Óbvio que não consegui. Meu fracasso se assenta em outro, o de ser mãe. E esse segundo me veio por imposição desse mundo machista, não foi sonhado nem querido. Veio e pronto. Tenho tranquilidade hoje de reconhecer que meus fracassos não dependiam apenas de esforço, do querer, de levantar e pegar, fazer. Fiz o que foi possível. Dei o meu melhor. Como ainda estou longe da aposentadoria e nem dei a vida por encerrada, guardei um pouquinho do meu melhor e dos meus sonhos. Alguns são apenas farrapos de outros sonhos maiores, e logo saberei se serão contraditórios êxitos ou costumeiros fracassos (me aguardem).

Sempre achei que era preciso sonhar grande para que qualquer conquista na perspectiva do que foi sonhado fosse uma conquista considerável. Hoje sei que de alguns sonhos não sobram nada, nem a lembrança diante da dureza dos dias e da luta pela sobrevivência. Daí que estou sonhando menor, não para garantir conquista _não há garantias no viver, só riscos_ mas para ficar mais simples de realizar. Para, talvez, constranger um tiquinho o universo em me sacanear tanto e me dar alguma vitória, por menor que seja.

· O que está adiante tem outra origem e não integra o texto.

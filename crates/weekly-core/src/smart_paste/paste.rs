//! Paste orchestration over one paste event.

use std::fmt;
use std::panic::{self, AssertUnwindSafe};
use std::sync::atomic::{AtomicBool, Ordering};
use std::time::Duration;

use crate::config::SmartPasteConfig;

use super::context::{classify, PasteContext};
use super::fetch::{fetch_text, FetchError};
use super::format::{confirm_message, format_link, EDIT_LABEL};
use super::title::extract_title;
use super::url_detect::is_likely_url;

/// Language id of documents the feature applies to.
pub const MARKDOWN_LANGUAGE_ID: &str = "markdown";

/// Everything the host hands over for one paste.
#[derive(Debug, Clone)]
pub struct PasteRequest<'a> {
    /// Language id of the target document (only `markdown` is handled).
    pub language_id: &'a str,
    /// Document text split into lines.
    pub lines: &'a [String],
    /// Zero-based line of the paste position.
    pub cursor_line: usize,
    /// `text/uri-list` clipboard representation, if any.
    pub uri_list: Option<&'a str>,
    /// `text/plain` clipboard representation, if any.
    pub plain_text: Option<&'a str>,
}

impl PasteRequest<'_> {
    /// The URI list wins over plain text; the two are never combined.
    fn payload(&self) -> &str {
        self.uri_list.or(self.plain_text).unwrap_or("")
    }
}

/// Replacement produced when the user accepts.
#[derive(Debug, Clone, PartialEq, Eq)]
pub struct PasteEdit {
    pub insert_text: String,
    pub label: &'static str,
    pub context: PasteContext,
    pub url: String,
    pub title: String,
}

/// Why the default paste proceeds unmodified.
#[derive(Debug)]
pub enum PassThrough {
    Disabled,
    NotMarkdown,
    NoContext,
    NotAUrl,
    Fetch(FetchError),
    NoTitle,
    Declined,
    Cancelled,
    Panicked,
}

impl fmt::Display for PassThrough {
    fn fmt(&self, f: &mut fmt::Formatter<'_>) -> fmt::Result {
        match self {
            PassThrough::Disabled => write!(f, "smart paste disabled"),
            PassThrough::NotMarkdown => write!(f, "document is not markdown"),
            PassThrough::NoContext => write!(f, "no section context and fallback disabled"),
            PassThrough::NotAUrl => write!(f, "clipboard is not a bare URL"),
            PassThrough::Fetch(e) => write!(f, "fetch failed: {}", e),
            PassThrough::NoTitle => write!(f, "no title found"),
            PassThrough::Declined => write!(f, "user declined"),
            PassThrough::Cancelled => write!(f, "cancelled"),
            PassThrough::Panicked => write!(f, "internal fault"),
        }
    }
}

#[derive(Debug)]
pub enum PasteOutcome {
    Insert(PasteEdit),
    PassThrough(PassThrough),
}

impl PasteOutcome {
    pub fn edit(&self) -> Option<&PasteEdit> {
        match self {
            PasteOutcome::Insert(edit) => Some(edit),
            PasteOutcome::PassThrough(_) => None,
        }
    }
}

/// Source of page titles. `Ok(None)` means the page had no usable title.
pub trait TitleSource {
    fn fetch_title(
        &self,
        url: &str,
        timeout: Duration,
        abort: Option<&AtomicBool>,
    ) -> Result<Option<String>, FetchError>;
}

/// Fetches over HTTP(S) and extracts `og:title` / `<title>`.
#[derive(Debug, Default, Clone, Copy)]
pub struct HttpTitleSource;

impl TitleSource for HttpTitleSource {
    fn fetch_title(
        &self,
        url: &str,
        timeout: Duration,
        abort: Option<&AtomicBool>,
    ) -> Result<Option<String>, FetchError> {
        let html = fetch_text(url, timeout, abort)?;
        Ok(extract_title(&html))
    }
}

/// Yes/no prompt shown before inserting. Dismissing counts as "no".
///
/// Implementations that block on the user should also return once the abort
/// token passed to [`handle_paste`] is set.
pub trait Confirm {
    fn confirm(&mut self, message: &str, detail: &str) -> bool;
}

/// Accepts every prompt without asking.
#[derive(Debug, Default, Clone, Copy)]
pub struct AutoAccept;

impl Confirm for AutoAccept {
    fn confirm(&mut self, _message: &str, _detail: &str) -> bool {
        true
    }
}

/// Runs one paste event to a terminal outcome. Never fails: faults, including
/// panics in the title source or prompt, become `PassThrough`.
pub fn handle_paste(
    cfg: &SmartPasteConfig,
    req: &PasteRequest<'_>,
    titles: &dyn TitleSource,
    confirm: &mut dyn Confirm,
    abort: Option<&AtomicBool>,
) -> PasteOutcome {
    let result = panic::catch_unwind(AssertUnwindSafe(|| {
        run_paste(cfg, req, titles, confirm, abort)
    }));
    let outcome = match result {
        Ok(Ok(edit)) => PasteOutcome::Insert(edit),
        Ok(Err(reason)) => PasteOutcome::PassThrough(reason),
        Err(_) => PasteOutcome::PassThrough(PassThrough::Panicked),
    };
    match &outcome {
        PasteOutcome::Insert(edit) => {
            tracing::info!(url = %edit.url, context = ?edit.context, "smart paste inserted link")
        }
        PasteOutcome::PassThrough(reason) => {
            tracing::debug!(%reason, "smart paste pass-through")
        }
    }
    outcome
}

fn check_abort(abort: Option<&AtomicBool>) -> Result<(), PassThrough> {
    match abort {
        Some(a) if a.load(Ordering::Relaxed) => Err(PassThrough::Cancelled),
        _ => Ok(()),
    }
}

fn run_paste(
    cfg: &SmartPasteConfig,
    req: &PasteRequest<'_>,
    titles: &dyn TitleSource,
    confirm: &mut dyn Confirm,
    abort: Option<&AtomicBool>,
) -> Result<PasteEdit, PassThrough> {
    if !cfg.enabled {
        return Err(PassThrough::Disabled);
    }
    if req.language_id != MARKDOWN_LANGUAGE_ID {
        return Err(PassThrough::NotMarkdown);
    }

    let context = classify(req.lines, req.cursor_line);
    if context == PasteContext::None && !cfg.fallback_format {
        return Err(PassThrough::NoContext);
    }

    let url = is_likely_url(req.payload()).ok_or(PassThrough::NotAUrl)?;
    check_abort(abort)?;

    let title = match titles.fetch_title(url, cfg.request_timeout(), abort) {
        Ok(Some(title)) => title,
        Ok(None) => return Err(PassThrough::NoTitle),
        Err(FetchError::Cancelled) => return Err(PassThrough::Cancelled),
        Err(e) => return Err(PassThrough::Fetch(e)),
    };
    check_abort(abort)?;

    let insert_text = format_link(context, &title, url);
    let accepted = confirm.confirm(&confirm_message(context, &title), url);
    // A prompt dismissed by the abort token is a cancel, not a decline.
    check_abort(abort)?;
    if !accepted {
        return Err(PassThrough::Declined);
    }

    Ok(PasteEdit {
        insert_text,
        label: EDIT_LABEL,
        context,
        url: url.to_string(),
        title,
    })
}
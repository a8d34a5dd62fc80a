//! Recognizes a clipboard payload that is exactly one bare URL.

use regex::Regex;
use std::sync::LazyLock;

static BARE_URL_REGEX: LazyLock<Regex> =
    LazyLock::new(|| Regex::new(r"(?i)^https?://\S+$").expect("valid url regex"));

/// Returns the trimmed payload if it is a single `http(s)://` URL with no
/// whitespace or trailing content.
pub fn is_likely_url(text: &str) -> Option<&str> {
    let trimmed = text.trim();
    BARE_URL_REGEX.is_match(trimmed).then_some(trimmed)
}
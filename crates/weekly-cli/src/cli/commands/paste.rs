//! `weeklytool paste` – smart paste hook for a host editor.
//!
//! Stdout receives exactly the text to insert: the formatted link when the
//! user accepts, otherwise the clipboard payload unchanged. A cancelled paste
//! (Ctrl-C) prints nothing. Ctrl-C also dismisses a pending confirmation
//! prompt without waiting for Enter.

use anyhow::{Context, Result};
use std::io::{self, BufRead, Write};
use std::path::{Path, PathBuf};
use std::sync::atomic::{AtomicBool, Ordering};
use std::sync::mpsc::{self, Receiver, RecvTimeoutError};
use std::sync::Arc;
use std::thread;
use std::time::Duration;
use weekly_core::config::WeeklyConfig;
use weekly_core::smart_paste::{
    handle_paste, AutoAccept, Confirm, HttpTitleSource, PassThrough, PasteOutcome, PasteRequest,
    MARKDOWN_LANGUAGE_ID,
};

use super::input::read_stdin;

/// How often a pending prompt re-checks the abort token.
const PROMPT_POLL: Duration = Duration::from_millis(100);

/// Asks on stderr, answers from stdin. EOF, Ctrl-C or anything but yes declines.
struct TerminalConfirm {
    abort: Arc<AtomicBool>,
}

impl Confirm for TerminalConfirm {
    fn confirm(&mut self, message: &str, detail: &str) -> bool {
        {
            let mut stderr = io::stderr().lock();
            let _ = write!(stderr, "{}\n  {}\n是/否 [y/N]: ", message, detail);
            let _ = stderr.flush();
        }
        let answers = spawn_answer_reader();
        await_answer(&answers, &self.abort, PROMPT_POLL)
    }
}

/// Reads one line from stdin on its own thread. `None` means stdin closed.
/// The thread is left blocked if the prompt is dismissed; it dies with the process.
fn spawn_answer_reader() -> Receiver<Option<String>> {
    let (tx, rx) = mpsc::channel();
    thread::spawn(move || {
        let mut answer = String::new();
        let line = match io::stdin().lock().read_line(&mut answer) {
            Ok(0) | Err(_) => None,
            Ok(_) => Some(answer),
        };
        let _ = tx.send(line);
    });
    rx
}

/// Waits for a typed answer while watching `abort`; abort or a closed reader declines.
fn await_answer(answers: &Receiver<Option<String>>, abort: &AtomicBool, poll: Duration) -> bool {
    loop {
        if abort.load(Ordering::Relaxed) {
            return false;
        }
        match answers.recv_timeout(poll) {
            Ok(Some(answer)) => return is_yes(&answer),
            Ok(None) | Err(RecvTimeoutError::Disconnected) => return false,
            Err(RecvTimeoutError::Timeout) => {}
        }
    }
}

fn is_yes(answer: &str) -> bool {
    matches!(
        answer.trim().to_lowercase().as_str(),
        "y" | "yes" | "是"
    )
}

/// Splits a document the way an editor numbers lines: a trailing newline
/// starts one more (empty) line, and CRLF endings are stripped.
fn document_lines(document: &str) -> Vec<String> {
    document
        .split('\n')
        .map(|line| line.strip_suffix('\r').unwrap_or(line).to_string())
        .collect()
}

/// Language id from the file extension; only markdown matters to the hook.
fn infer_language(file: &Path) -> &'static str {
    match file
        .extension()
        .and_then(|e| e.to_str())
        .map(str::to_ascii_lowercase)
        .as_deref()
    {
        Some("md" | "markdown") => MARKDOWN_LANGUAGE_ID,
        _ => "plaintext",
    }
}

pub async fn run_paste(
    cfg: &WeeklyConfig,
    file: &Path,
    line: usize,
    uri_list: Option<String>,
    text: Option<String>,
    language: Option<String>,
    yes: bool,
) -> Result<()> {
    let document =
        std::fs::read_to_string(file).with_context(|| format!("read {}", file.display()))?;
    let lines = document_lines(&document);
    let language = language.unwrap_or_else(|| infer_language(file).to_string());
    let text = match (&uri_list, text) {
        (None, None) => Some(read_stdin()?),
        (_, text) => text,
    };

    let abort = Arc::new(AtomicBool::new(false));
    let abort_on_signal = Arc::clone(&abort);
    let signal_task = tokio::spawn(async move {
        if tokio::signal::ctrl_c().await.is_ok() {
            tracing::debug!("ctrl-c: aborting paste");
            abort_on_signal.store(true, Ordering::Relaxed);
        }
    });

    let smart_paste = cfg.smart_paste.clone();
    let file_for_log: PathBuf = file.to_path_buf();
    let worker_abort = Arc::clone(&abort);
    let (outcome, payload) = tokio::task::spawn_blocking(move || {
        let req = PasteRequest {
            language_id: &language,
            lines: &lines,
            cursor_line: line,
            uri_list: uri_list.as_deref(),
            plain_text: text.as_deref(),
        };
        tracing::debug!("paste into {} at line {}", file_for_log.display(), line);
        let outcome = if yes {
            handle_paste(&smart_paste, &req, &HttpTitleSource, &mut AutoAccept, Some(&*worker_abort))
        } else {
            handle_paste(
                &smart_paste,
                &req,
                &HttpTitleSource,
                &mut TerminalConfirm {
                    abort: Arc::clone(&worker_abort),
                },
                Some(&*worker_abort),
            )
        };
        let payload = uri_list.or(text).unwrap_or_default();
        (outcome, payload)
    })
    .await
    .context("paste task panicked")?;
    signal_task.abort();

    let mut stdout = io::stdout().lock();
    match outcome {
        PasteOutcome::Insert(edit) => {
            eprintln!("{}", edit.label);
            write!(stdout, "{}", edit.insert_text)?;
        }
        PasteOutcome::PassThrough(PassThrough::Cancelled) => {}
        PasteOutcome::PassThrough(_) => write!(stdout, "{}", payload)?,
    }
    stdout.flush()?;
    Ok(())
}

Foi pensando em sonhos e vida profissional e na rotina que cheguei a conclusão que seria bem mais feliz se pudesse mudar para uma casa ampla com vista pra uma lagoa, rio ou mar _alguma água_ e pudesse viver de cozinhar, plantar uma hortinha, um pomar, fazer trabalhos manuais e blogar sobre o dia a dia, as tristezas e alegrias, o mexer nas panelas, alguma artezinha, uma ervinha cultivada aqui, uma fotografia acolá e no meio de tudo escrever. Muito escrever.

Para garantir esse meu pequeno sonho só preciso ganhar na loteria. Alguém aí quer contribuir com um bilhete?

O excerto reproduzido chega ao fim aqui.